=== EXERCISE DESCRIPTION ===
Every line of the material must be copied exactly, from the first to the last.

-- -- --

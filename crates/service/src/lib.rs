//! Service layer providing the business rules on top of the entities.
//! - Separates business logic from data access.
//! - Reuses validation and entity definitions in the `models` crate.
//! - Raises tagged error kinds only; HTTP status mapping happens upstream.

pub mod booking_service;
pub mod booking_state;
pub mod errors;
pub mod fetch;
pub mod item_service;
pub mod mapping;
pub mod request_service;
pub mod user_service;

#[cfg(test)]
pub mod test_support;
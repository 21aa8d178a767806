use chrono::{DateTime, Utc};
use serde::{Deserialize, Serialize};

use super::booking::BookingShortDto;

/// Full item view. Booking summaries are owner-only and stay `null` for
/// everyone else.
#[derive(Debug, Clone, PartialEq, Serialize, Deserialize)]
#[serde(rename_all = "camelCase")]
pub struct ItemDto {
    pub id: i64,
    pub name: String,
    pub description: String,
    pub available: bool,
    pub request_id: Option<i64>,
    pub last_booking: Option<BookingShortDto>,
    pub next_booking: Option<BookingShortDto>,
    pub comments: Vec<CommentDto>,
}

/// Lightweight item view used inside bookings and request fan-out.
#[derive(Debug, Clone, PartialEq, Eq, Serialize, Deserialize)]
#[serde(rename_all = "camelCase")]
pub struct ItemShortDto {
    pub id: i64,
    pub name: String,
    pub description: String,
    pub available: bool,
    pub owner_id: i64,
    pub request_id: Option<i64>,
}

#[derive(Debug, Clone, Default, Serialize, Deserialize)]
#[serde(rename_all = "camelCase")]
pub struct NewItemDto {
    pub name: Option<String>,
    pub description: Option<String>,
    pub available: Option<bool>,
    pub request_id: Option<i64>,
}

#[derive(Debug, Clone, Default, Serialize, Deserialize)]
#[serde(rename_all = "camelCase")]
pub struct UpdateItemDto {
    pub name: Option<String>,
    pub description: Option<String>,
    pub available: Option<bool>,
}

#[derive(Debug, Clone, PartialEq, Serialize, Deserialize)]
#[serde(rename_all = "camelCase")]
pub struct CommentDto {
    pub id: i64,
    pub text: String,
    pub author_name: String,
    pub created: DateTime<Utc>,
}

#[derive(Debug, Clone, Default, Serialize, Deserialize)]
#[serde(rename_all = "camelCase")]
pub struct NewCommentDto {
    pub text: Option<String>,
}
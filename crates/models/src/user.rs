use sea_orm::entity::prelude::*;
use serde::{Deserialize, Serialize};

use crate::errors::ModelError;

#[derive(Clone, Debug, PartialEq, Eq, DeriveEntityModel, Serialize, Deserialize)]
#[sea_orm(table_name = "user")]
pub struct Model {
    #[sea_orm(primary_key)]
    pub id: i64,
    pub name: String,
    pub email: String,
}

#[derive(Copy, Clone, Debug, EnumIter)]
pub enum Relation {
    Item,
    Booking,
    Comment,
    Request,
}

impl RelationTrait for Relation {
    fn def(&self) -> RelationDef {
        match self {
            Relation::Item => Entity::has_many(crate::item::Entity).into(),
            Relation::Booking => Entity::has_many(crate::booking::Entity).into(),
            Relation::Comment => Entity::has_many(crate::comment::Entity).into(),
            Relation::Request => Entity::has_many(crate::request::Entity).into(),
        }
    }
}

impl ActiveModelBehavior for ActiveModel {}

pub fn validate_name(name: &str) -> Result<(), ModelError> {
    if name.trim().is_empty() {
        return Err(ModelError::Validation("name required".into()));
    }
    Ok(())
}

pub fn validate_email(email: &str) -> Result<(), ModelError> {
    if email.trim().is_empty() || !email.contains('@') {
        return Err(ModelError::Validation(format!("invalid email: {email}")));
    }
    Ok(())
}

#[cfg(test)]
mod tests {
    use super::*;

    #[test]
    fn email_requires_at_sign() {
        assert!(validate_email("user@example.com").is_ok());
        assert!(validate_email("user.example.com").is_err());
        assert!(validate_email("").is_err());
    }

    #[test]
    fn name_must_not_be_blank() {
        assert!(validate_name("Bob").is_ok());
        assert!(validate_name("   ").is_err());
    }
}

-- -- --

=== WRITTEN SOLUTION ===
filename crates/service/src/lib.rs
//! Service layer providing the business rules on top of the entities.
//! - Separates business logic from data access.
//! - Reuses validation and entity definitions in the `models` crate.
//! - Raises tagged error kinds only; HTTP status mapping happens upstream.

pub mod booking_service;
pub mod booking_state;
pub mod errors;
pub mod fetch;
pub mod item_service;
pub mod mapping;
pub mod request_service;
pub mod user_service;

#[cfg(test)]
pub mod test_support;
repository 21aa8d178a767806
use chrono::{DateTime, Utc};
use serde::{Deserialize, Serialize};

use super::booking::BookingShortDto;

/// Full item view. Booking summaries are owner-only and stay `null` for
/// everyone else.
#[derive(Debug, Clone, PartialEq, Serialize, Deserialize)]
#[serde(rename_all = "camelCase")]
pub struct ItemDto {
    pub id: i64,
    pub name: String,
    pub description: String,
    pub available: bool,
    pub request_id: Option<i64>,
    pub last_booking: Option<BookingShortDto>,
    pub next_booking: Option<BookingShortDto>,
    pub comments: Vec<CommentDto>,
}

/// Lightweight item view used inside bookings and request fan-out.
#[derive(Debug, Clone, PartialEq, Eq, Serialize, Deserialize)]
#[serde(rename_all = "camelCase")]
pub struct ItemShortDto {
    pub id: i64,
    pub name: String,
    pub description: String,
    pub available: bool,
    pub owner_id: i64,
    pub request_id: Option<i64>,
}

#[derive(Debug, Clone, Default, Serialize, Deserialize)]
#[serde(rename_all = "camelCase")]
pub struct NewItemDto {
    pub name: Option<String>,
    pub description: Option<String>,
    pub available: Option<bool>,
    pub request_id: Option<i64>,
}

#[derive(Debug, Clone, Default, Serialize, Deserialize)]
#[serde(rename_all = "camelCase")]
pub struct UpdateItemDto {
    pub name: Option<String>,
    pub description: Option<String>,
    pub available: Option<bool>,
}

#[derive(Debug, Clone, PartialEq, Serialize, Deserialize)]
#[serde(rename_all = "camelCase")]
pub struct CommentDto {
    pub id: i64,
    pub text: String,
    pub author_name: String,
    pub created: DateTime<Utc>,
}

#[derive(Debug, Clone, Default, Serialize, Deserialize)]
#[serde(rename_all = "camelCase")]
pub struct NewCommentDto {
    pub text: Option<String>,
}
filename crates/models/src/user.rs
use sea_orm::entity::prelude::*;
use serde::{Deserialize, Serialize};

use crate::errors::ModelError;

#[derive(Clone, Debug, PartialEq, Eq, DeriveEntityModel, Serialize, Deserialize)]
#[sea_orm(table_name = "user")]
pub struct Model {
    #[sea_orm(primary_key)]
    pub id: i64,
    pub name: String,
    pub email: String,
}

#[derive(Copy, Clone, Debug, EnumIter)]
pub enum Relation {
    Item,
    Booking,
    Comment,
    Request,
}

impl RelationTrait for Relation {
    fn def(&self) -> RelationDef {
        match self {
            Relation::Item => Entity::has_many(crate::item::Entity).into(),
            Relation::Booking => Entity::has_many(crate::booking::Entity).into(),
            Relation::Comment => Entity::has_many(crate::comment::Entity).into(),
            Relation::Request => Entity::has_many(crate::request::Entity).into(),
        }
    }
}

impl ActiveModelBehavior for ActiveModel {}

pub fn validate_name(name: &str) -> Result<(), ModelError> {
    if name.trim().is_empty() {
        return Err(ModelError::Validation("name required".into()));
    }
    Ok(())
}

pub fn validate_email(email: &str) -> Result<(), ModelError> {
    if email.trim().is_empty() || !email.contains('@') {
        return Err(ModelError::Validation(format!("invalid email: {email}")));
    }
    Ok(())
}

#[cfg(test)]
mod tests {
    use super::*;

    #[test]
    fn email_requires_at_sign() {
        assert!(validate_email("user@example.com").is_ok());
        assert!(validate_email("user.example.com").is_err());
        assert!(validate_email("").is_err());
    }

    #[test]
    fn name_must_not_be_blank() {
        assert!(validate_name("Bob").is_ok());
        assert!(validate_name("   ").is_err());
    }
}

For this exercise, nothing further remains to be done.